In case folks are wondering why I’m doing this, it’s pretty simple. We need a society that has high data literacy and we need folks who are capable of making awesome, truthful data visualizations. The only way to do that is by working with data over, and over, and over, and over again.

Directed projects with some reward are one of the best Pavlovian ways to accomplish that :-)

### This week’s challenge

The Data is Plural folks have [done it again](http://tinyletter.com/data-is-plural/letters/data-is-plural-2016-04-06-edition) and there’s a neat and important data set in this week’s vis challenge.

From their newsletter:

>_Every January, at the behest of the U.S. Department of Housing and Urban Development, volunteers across the country attempt to count the homeless in their communities.
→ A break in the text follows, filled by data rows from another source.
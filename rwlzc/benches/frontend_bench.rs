//! Front-end benchmarks: parsing, analysis and IR generation.
//!
//! Run with: cargo bench --bench frontend_bench

use criterion::{black_box, criterion_group, criterion_main, BenchmarkId, Criterion, Throughput};
use rwlzc::codegen::generate;
use rwlzc::config::{CodegenConfig, CompilerConfig};
use rwlzc::typeck::check_program;
use rwlzc::Parser;

const LIZARD: &str = include_str!("../demos/lizard.rwlz");

/// `count` copies of a small function with distinct names.
fn many_functions(count: usize) -> String {
    let mut source = String::new();
    for i in 0..count {
        source.push_str(&format!(
            "int step{i}(int n) {{ int total = 0; for (int k = 0; k < n; k++) {{ total += k * {i}; }} return total; }}\n"
        ));
    }
    source.push_str("int main() { return step0(3); }\n");
    source
}

fn bench_phases(c: &mut Criterion) {
    let mut group = c.benchmark_group("frontend");
    group.throughput(Throughput::Bytes(LIZARD.len() as u64));

    group.bench_function("parse", |b| {
        b.iter(|| Parser::new(black_box(LIZARD)).parse_program())
    });

    let program = Parser::new(LIZARD)
        .parse_program()
        .expect("demo program parses");
    group.bench_function("analyze", |b| b.iter(|| check_program(black_box(&program))));

    let config = CodegenConfig::default();
    group.bench_function("generate", |b| {
        b.iter(|| generate(black_box(&program), &config))
    });

    group.bench_function("render_ir", |b| {
        let module = generate(&program, &config).expect("demo program lowers");
        b.iter(|| black_box(&module).to_string())
    });

    group.finish();
}

fn bench_pipeline_scaling(c: &mut Criterion) {
    let mut group = c.benchmark_group("pipeline_scaling");
    let config = CompilerConfig::default();

    for count in [10, 100, 1000] {
        let source = many_functions(count);
        group.throughput(Throughput::Bytes(source.len() as u64));
        group.bench_with_input(BenchmarkId::new("compile", count), &source, |b, source| {
            b.iter(|| rwlzc::compile(black_box(source), &config))
        });
    }

    group.finish();
}

criterion_group!(benches, bench_phases, bench_pipeline_scaling);
criterion_main!(benches);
The result: HUD’s “point in time” estimates, which are currently available for 2007–2015. The most recent estimates found 564,708 homeless people nationwide, with 75,323 of that count (more than 13%) living in New York City._

I decided to take a look at this data by seeing which states had the worst homeless problem per-capita (i.e. per 100K population). I’ve included the population data along with some ready-made wrangling of the HUD data.

But, before we do that…

### RULES UPDATE + Last week’s winner

I’ll be announcing the winner on Thursday since I:

– am horribly sick after being exposed to who knows what after rOpenSci last week in SFO :-)
– have been traveling like mad this week
– need to wrangle all the answers into the github repo and get @laneharrison (and his students) to validate my choice for winner (I have picked a winner)
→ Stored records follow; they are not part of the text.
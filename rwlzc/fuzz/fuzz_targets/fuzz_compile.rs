//! Fuzz target for the whole pipeline.
//!
//! Every phase reports problems as values; nothing may panic.

#![no_main]

use libfuzzer_sys::fuzz_target;
use rwlzc::config::CompilerConfig;

fuzz_target!(|data: &str| {
    let compilation = rwlzc::compile(data, &CompilerConfig::default());
    if compilation.module.is_some() {
        assert!(compilation.front_end_succeeded());
        assert!(compilation.codegen_error.is_none());
    }
});
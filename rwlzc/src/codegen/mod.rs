//! Code generation for RWLZ.
//!
//! This module lowers an analyzed AST to textual LLVM IR.
//!
//! # Architecture
//!
//! ```text
//! AST -> CodeGenerator -> ir::Module -> .ll text -> clang -> executable
//! ```
//!
//! The generator handles:
//! - Type lowering (source types to IR types)
//! - Stack storage for locals and arrays
//! - Control flow with labelled basic blocks
//! - Strings via the C library (see [`runtime`])
//!
//! Lowering expects a program the analyzer accepted. It reports malformed
//! input as a [`CodegenError`] rather than a diagnostic.

pub mod error;
pub mod ir;
pub mod lower;
pub mod runtime;

pub use error::CodegenError;
pub use ir::Module;
pub use lower::CodeGenerator;

use crate::ast::Program;
use crate::config::CodegenConfig;

/// Lower a program to an IR module.
pub fn generate(program: &Program, config: &CodegenConfig) -> Result<Module, CodegenError> {
    CodeGenerator::new(config).generate(program)
}

/// Lower a program to LLVM IR text.
pub fn compile_to_ir(program: &Program, config: &CodegenConfig) -> Result<String, CodegenError> {
    Ok(generate(program, config)?.to_string())
}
Given how hard the wrangling has been, I’m going to need to request that folks both leave a blog comment and file a PR to [the github repo](https://github.com/52vis/2016-14) for this week. Please include the code you used as well as the vis (or a link to a working interactive vis)

### PRIZES UPDATE

Not only can I offer [Data-Driven Security](http://dds.ec/amzn), but Hadley Wickham has offered signed copies of his books as well, and I’ll keep in the Amazon gift card as a catch-all if you have more (NOTE: if any other authors want to offer up their tomes shoot me a note!).

### No place to roam

Be warned: this was a pretty depressing data set. I went in with the question of wanting to know which “states” had the worst problem and I assumed it’d be California or New York. I had no idea it would be what it was and the exercise shattered some assumptions.
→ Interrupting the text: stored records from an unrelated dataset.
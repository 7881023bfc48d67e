//! RWLZ Compiler CLI
//!
//! The main entry point for the RWLZ compiler.
//!
//! # Usage
//!
//! ```text
//! rwlzc [OPTIONS] <COMMAND>
//!
//! Commands:
//!   lex      Tokenize source and display token stream
//!   parse    Parse source and display AST
//!   check    Analyze source file
//!   symbols  Analyze source file and display the symbol table
//!   ir       Generate LLVM IR
//!   build    Compile to executable
//!
//! Options:
//!   -v, --verbose        Increase verbosity (can be repeated)
//!   -q, --quiet          Only log errors
//!       --color <WHEN>   Control color output [default: auto]
//!       --config <PATH>  Configuration file (defaults to rwlz.toml beside the source)
//! ```

use std::fs;
use std::io::IsTerminal;
use std::path::{Path, PathBuf};
use std::process::ExitCode;

use clap::{Args, Parser, Subcommand, ValueEnum};
use tracing_subscriber::EnvFilter;

use rwlzc::config::{CompilerConfig, DiagnosticFormat};
use rwlzc::diagnostics::DiagnosticEmitter;
use rwlzc::toolchain::{SystemToolchain, Toolchain};
use rwlzc::{Compilation, Diagnostic, Lexer};

/// The RWLZ ("Lizard") compiler
#[derive(Parser)]
#[command(name = "rwlzc")]
#[command(version)]
#[command(about = "Compiler for the RWLZ creature-behavior language", long_about = None)]
#[command(propagate_version = true)]
struct Cli {
    #[command(subcommand)]
    command: Commands,

    /// Increase verbosity (can be repeated: -v, -vv, -vvv)
    #[arg(short, long, action = clap::ArgAction::Count, global = true)]
    verbose: u8,

    /// Only log errors
    #[arg(short, long, global = true, conflicts_with = "verbose")]
    quiet: bool,

    /// Control when to use colored output
    #[arg(long, value_enum, default_value_t = ColorChoice::Auto, global = true)]
    color: ColorChoice,

    /// Configuration file
    #[arg(long, value_name = "PATH", global = true)]
    config: Option<PathBuf>,
}

#[derive(Subcommand)]
enum Commands {
    /// Tokenize source file and display token stream
    ///
    /// Prints each token as `line:col kind 'text'`, followed by any
    /// lexical errors.
    Lex(FileArgs),

    /// Parse source file and display AST
    ///
    /// Prints the complete Abstract Syntax Tree in Rust debug format.
    Parse(FileArgs),

    /// Analyze source file
    ///
    /// Parses and analyzes the input file, then prints every diagnostic and
    /// a summary line.
    Check(FileArgs),

    /// Analyze source file and display the symbol table
    Symbols(FileArgs),

    /// Generate LLVM IR
    Ir(OutputArgs),

    /// Compile source file to executable
    ///
    /// Generates IR and hands it to the configured C compiler driver.
    Build(OutputArgs),
}

#[derive(Args)]
struct FileArgs {
    /// Source file to process
    #[arg(value_name = "FILE")]
    file: PathBuf,
}

#[derive(Args)]
struct OutputArgs {
    #[command(flatten)]
    input: FileArgs,

    /// Output path
    #[arg(short, long, value_name = "OUT")]
    output: Option<PathBuf>,
}

/// When to use colored output
#[derive(Copy, Clone, PartialEq, Eq, ValueEnum)]
enum ColorChoice {
    /// Use colors when stderr is a terminal
    Auto,
    Always,
    Never,
}

impl ColorChoice {
    fn enabled(self) -> bool {
        match self {
            ColorChoice::Auto => std::io::stderr().is_terminal() && std::env::var_os("NO_COLOR").is_none(),
            ColorChoice::Always => true,
            ColorChoice::Never => false,
        }
    }
}

/// Settings shared by every command.
struct Session {
    config_path: Option<PathBuf>,
    color: bool,
}

fn main() -> ExitCode {
    let cli = Cli::parse();
    init_tracing(cli.verbose, cli.quiet);

    let session = Session {
        config_path: cli.config,
        color: cli.color.enabled(),
    };

    let result = match cli.command {
        Commands::Lex(args) => cmd_lex(&args, &session),
        Commands::Parse(args) => cmd_parse(&args, &session),
        Commands::Check(args) => cmd_check(&args, &session),
        Commands::Symbols(args) => cmd_symbols(&args, &session),
        Commands::Ir(args) => cmd_ir(&args, &session),
        Commands::Build(args) => cmd_build(&args, &session),
    };
    match result {
        Ok(true) => ExitCode::SUCCESS,
        Ok(false) => ExitCode::from(1),
        Err(message) => {
            eprintln!("error: {message}");
            ExitCode::from(1)
        }
    }
}

/// `RUST_LOG` wins; otherwise the level follows `-v`/`-q`.
fn init_tracing(verbose: u8, quiet: bool) {
    let level = match (quiet, verbose) {
        (true, _) => "error",
        (false, 0) => "warn",
        (false, 1) => "info",
        (false, 2) => "debug",
        (false, _) => "trace",
    };
    let filter = EnvFilter::try_from_default_env().unwrap_or_else(|_| EnvFilter::new(level));
    tracing_subscriber::fmt()
        .with_env_filter(filter)
        .with_writer(std::io::stderr)
        .with_target(false)
        .init();
}

/// Source text and configuration for one input file.
struct Input {
    path: PathBuf,
    source: String,
    config: CompilerConfig,
}

impl Input {
    fn load(file: &Path, session: &Session) -> Result<Self, String> {
        let source = fs::read_to_string(file)
            .map_err(|e| format!("cannot read '{}': {e}", file.display()))?;
        let config = CompilerConfig::discover(session.config_path.as_deref(), file)
            .map_err(|e| e.to_string())?;
        Ok(Self {
            path: file.to_path_buf(),
            source,
            config,
        })
    }

    fn filename(&self) -> String {
        self.path.display().to_string()
    }

    fn report(&self, diagnostics: &[Diagnostic], session: &Session) -> Result<(), String> {
        match self.config.diagnostics.format {
            DiagnosticFormat::Human => {
                let filename = self.filename();
                DiagnosticEmitter::new(&filename, &self.source)
                    .with_color(session.color)
                    .emit_all(diagnostics);
            }
            DiagnosticFormat::Json => {
                let json = DiagnosticEmitter::render_json(diagnostics).map_err(|e| e.to_string())?;
                eprintln!("{json}");
            }
        }
        Ok(())
    }

    /// Print diagnostics and the summary line of a compilation.
    fn report_compilation(&self, compilation: &Compilation, session: &Session) -> Result<(), String> {
        self.report(compilation.diagnostics.as_slice(), session)?;
        if let Some(error) = &compilation.codegen_error {
            eprintln!("internal compiler error: {error}");
        }
        eprintln!(
            "{}: {} error(s), {} warning(s)",
            self.filename(),
            compilation.error_count(),
            compilation.warning_count()
        );
        Ok(())
    }
}

fn cmd_lex(args: &FileArgs, session: &Session) -> Result<bool, String> {
    let input = Input::load(&args.file, session)?;
    let mut lexer = Lexer::new(&input.source);

    let mut count = 0usize;
    while let Some(token) = lexer.next() {
        count += 1;
        let text = if token.kind.has_text() {
            format!(" '{}'", lexer.slice(&token.span))
        } else {
            String::new()
        };
        println!(
            "{}:{} {:?}{text}",
            token.span.start_line, token.span.start_col, token.kind
        );
    }

    let diagnostics = lexer.take_diagnostics();
    tracing::info!(tokens = count, errors = diagnostics.len(), "lexed");
    input.report(&diagnostics, session)?;
    Ok(diagnostics.is_empty())
}

fn cmd_parse(args: &FileArgs, session: &Session) -> Result<bool, String> {
    let input = Input::load(&args.file, session)?;
    match rwlzc::Parser::new(&input.source).parse_program() {
        Ok(program) => {
            println!("{program:#?}");
            Ok(true)
        }
        Err(errors) => {
            input.report(&errors, session)?;
            Ok(false)
        }
    }
}

fn cmd_check(args: &FileArgs, session: &Session) -> Result<bool, String> {
    let input = Input::load(&args.file, session)?;
    let compilation = rwlzc::analyze(&input.source, &input.config);
    input.report_compilation(&compilation, session)?;
    Ok(compilation.succeeded())
}

fn cmd_symbols(args: &FileArgs, session: &Session) -> Result<bool, String> {
    let input = Input::load(&args.file, session)?;
    let compilation = rwlzc::analyze(&input.source, &input.config);
    if let Some(symbols) = &compilation.symbols {
        print!("{}", symbols.dump());
    }
    input.report_compilation(&compilation, session)?;
    Ok(compilation.succeeded())
}

/// Compile to IR text, reporting diagnostics on failure.
fn generate(input: &Input, session: &Session) -> Result<Option<String>, String> {
    let compilation = rwlzc::compile(&input.source, &input.config);
    if !compilation.succeeded() || compilation.warning_count() > 0 {
        input.report_compilation(&compilation, session)?;
    }
    Ok(compilation.module.map(|module| module.to_string()))
}

fn cmd_ir(args: &OutputArgs, session: &Session) -> Result<bool, String> {
    let input = Input::load(&args.input.file, session)?;
    let Some(ir) = generate(&input, session)? else {
        return Ok(false);
    };

    match &args.output {
        Some(path) => {
            fs::write(path, ir).map_err(|e| format!("cannot write '{}': {e}", path.display()))?;
            tracing::info!(output = %path.display(), "wrote IR");
        }
        None => print!("{ir}"),
    }
    Ok(true)
}

fn cmd_build(args: &OutputArgs, session: &Session) -> Result<bool, String> {
    let input = Input::load(&args.input.file, session)?;
    let Some(ir) = generate(&input, session)? else {
        return Ok(false);
    };

    let output = args
        .output
        .clone()
        .unwrap_or_else(|| input.path.with_extension(""));
    let toolchain = SystemToolchain::new(&input.config.toolchain);
    let executable = toolchain.link(&ir, &output).map_err(|e| e.to_string())?;
    println!("Build successful: {}", executable.display());
    Ok(true)
}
NOTE: I’ve included U.S. population data for the necessary time period.

library(readxl)
library(purrr)
library(dplyr)
library(tidyr)
library(stringr)
library(ggplot2)
library(scales)
library(grid)
library(hrbrmisc)
 
# grab the HUD homeless data
 
URL <- "https://www.hudexchange.info/resources/documents/2007-2015-PIT-Counts-by-CoC.xlsx"
fil <- basename(URL)
if (!file.exists(fil)) download.file(URL, fil, mode="wb")
 
# turn the excel tabs into a long data.frame
yrs <- 2015:2007
names(yrs) <- 1:9
homeless <- map_df(names(yrs), function(i) {
  df <- suppressWarnings(read_excel(fil, as.numeric(i)))
  df[,3:ncol(df)] <- suppressWarnings(lapply(df[,3:ncol(df)], as.numeric))
  new_names <- tolower(make.names(colnames(df)))
  new_names <- str_replace_all(new_names, "\\.+", "_")
  df <- setNames(df, str_replace_all(new_names, "_[[:digit:]]+$", ""))
  bind_cols(df, data_frame(year=rep(yrs[i], nrow(df))))
})
 
# clean it up a bit
homeless <- mutate(homeless,
                   state=str_match(coc_number, "^([[:alpha:]]{2})")[,2],
                   coc_name=str_replace(coc_name, " CoC$", ""))
homeless <- select(homeless, year, state, everything())
homeless <- filter(homeless, !is.na(state))
 
# read in the us population data
uspop <- read.csv("uspop.csv", stringsAsFactors=FALSE)
uspop_long <- gather(uspop, year, population, -name, -iso_3166_2)
uspop_long$year <- sub("X", "", uspop_long$year)
 
# normalize the values
states <- count(homeless, year, state, wt=total_homeless)
states <- left_join(states, albersusa::usa_composite()@data[,3:4], by=c("state"="iso_3166_2"))
states <- ungroup(filter(states, !is.na(name)))
states$year <- as.character(states$year)
states <- mutate(left_join(states, uspop_long), homeless_per_100k=(n/population)*100000)
 
# we want to order from worst to best
group_by(states, name) %>%
  summarise(mean=mean(homeless_per_100k, na.rm=TRUE)) %>%
  arrange(desc(mean)) -> ordr
 
states$year <- factor(states$year, levels=as.character(2006:2016))
states$name <- factor(states$name, levels=ordr$name)
 
# plot
#+ fig.retina=2, fig.width=10, fig.height=15
gg <- ggplot(states, aes(x=year, y=homeless_per_100k))
gg <- gg + geom_segment(aes(xend=year, yend=0), size=0.33)
gg <- gg + geom_point(size=0.5)
gg <- gg + scale_x_discrete(expand=c(0,0),
                            breaks=seq(2007, 2015, length.out=5),
                            labels=c("2007", "", "2011", "", "2015"),
                            drop=FALSE)
gg <- gg + scale_y_continuous(expand=c(0,0), labels=comma, limits=c(0,1400))
gg <- gg + labs(x=NULL, y=NULL,
                title="US Department of Housing & Urban Development (HUD) Total (Estimated) Homeless Population",
                subtitle="Counts aggregated from HUD Communities of Care Regional Surveys (normalized per 100K population)",
                caption="Data from: https://www.hudexchange.info/resource/4832/2015-ahar-part-1-pit-estimates-of-homelessness/")
gg <- gg + facet_wrap(~name, scales="free", ncol=6)
gg <- gg + theme_hrbrmstr_an(grid="Y", axis="", strip_text_size=9)
gg <- gg + theme(axis.text.x=element_text(size=8))
gg <- gg + theme(axis.text.y=element_text(size=7))
gg <- gg + theme(panel.margin=unit(c(10, 10), "pt"))
gg <- gg + theme(panel.background=element_rect(color="#97cbdc44", fill="#97cbdc44"))
gg <- gg + theme(plot.margin=margin(10, 20, 10, 15))
gg

I used one of HUD’s alternate, official color palette colors for the panel backgrounds.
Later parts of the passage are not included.